Conal was one of 15 Los Angeles artists awarded $2,400-$10,000 grants by the Cultural Affairs Department as part of a program designed to provide artistic services to the community. The group was selected from among 83 visual artists who applied for the city grants. Awardees are determined by an independent panel of artists and art professionals from the community. All grants are subject to approval by the Allocations Committee, the Cultural Affairs Commission, the City Council and the Mayor.

Some other projects funded under the program include an outdoor sculpture for Echo Park, artworks for bus benches, kiosks and shelters a series of portraits to be displayed in shopping malls.

“It has never been my intention to have an adversarial relationship with the city and I’m grateful to the Cultural Affairs Department for working with me on this,” Conal said. “In terms of public address, the city is allowing me the opportunity to go a little deeper than one-liners about issues that I see as problems in American government.”

Conal’s huge diptych is being manufactured by Metro Media Technologies, a high-tech Hollywood billboard company, in conjunction with Pixmil, a Del Mar digital-imaging firm that specializes in large scale reproductions and has done work for artists such as Frank Stella and Jonathan Borofsky.

Advertisement

This is not Conal’s first foray into the billboard medium.

Last August, 3M National Advertising Co. caused a stir when the corporation demanded that a giant anti-censorship piece created and paid for by Conal be removed from a 3M-owned West Hollywood billboard site because it was “too controversial.”

But the billboard--which featured a taunting depiction of North Carolina Sen.
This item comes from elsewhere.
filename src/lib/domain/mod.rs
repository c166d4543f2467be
pub mod types;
Jesse Helms accompanied by the caption “ARTIFICIAL ART OFFICIAL”--was reinstalled the day after its removal upon order of 3M executives who had been deluged by protests from the West Hollywood art community.

The “DOUBLE SPEAK” billboard is scheduled to go up just five days before confirmation hearings for Robert M. Gates, President Bush’s controversial nominee for Central Intelligence Agency chief, are set to convene.

Questions about the CIA’s role in the Iran-Contra scandal resurfaced last month after Alan D. Fiers admitted that he and other senior CIA officials--including his superior Clair George, who reported to Gates--knew about the arms-for-hostage fiscal diversion before then Atty. Gen. Meese revealed it on Nov. 25, 1986.

“The idea behind ‘DOUBLE SPEAK’ is to remind the public that there are still demagogues like North and McCarthy out there circumnavigating Congress and the law of the land in the name of national security,” Conal said.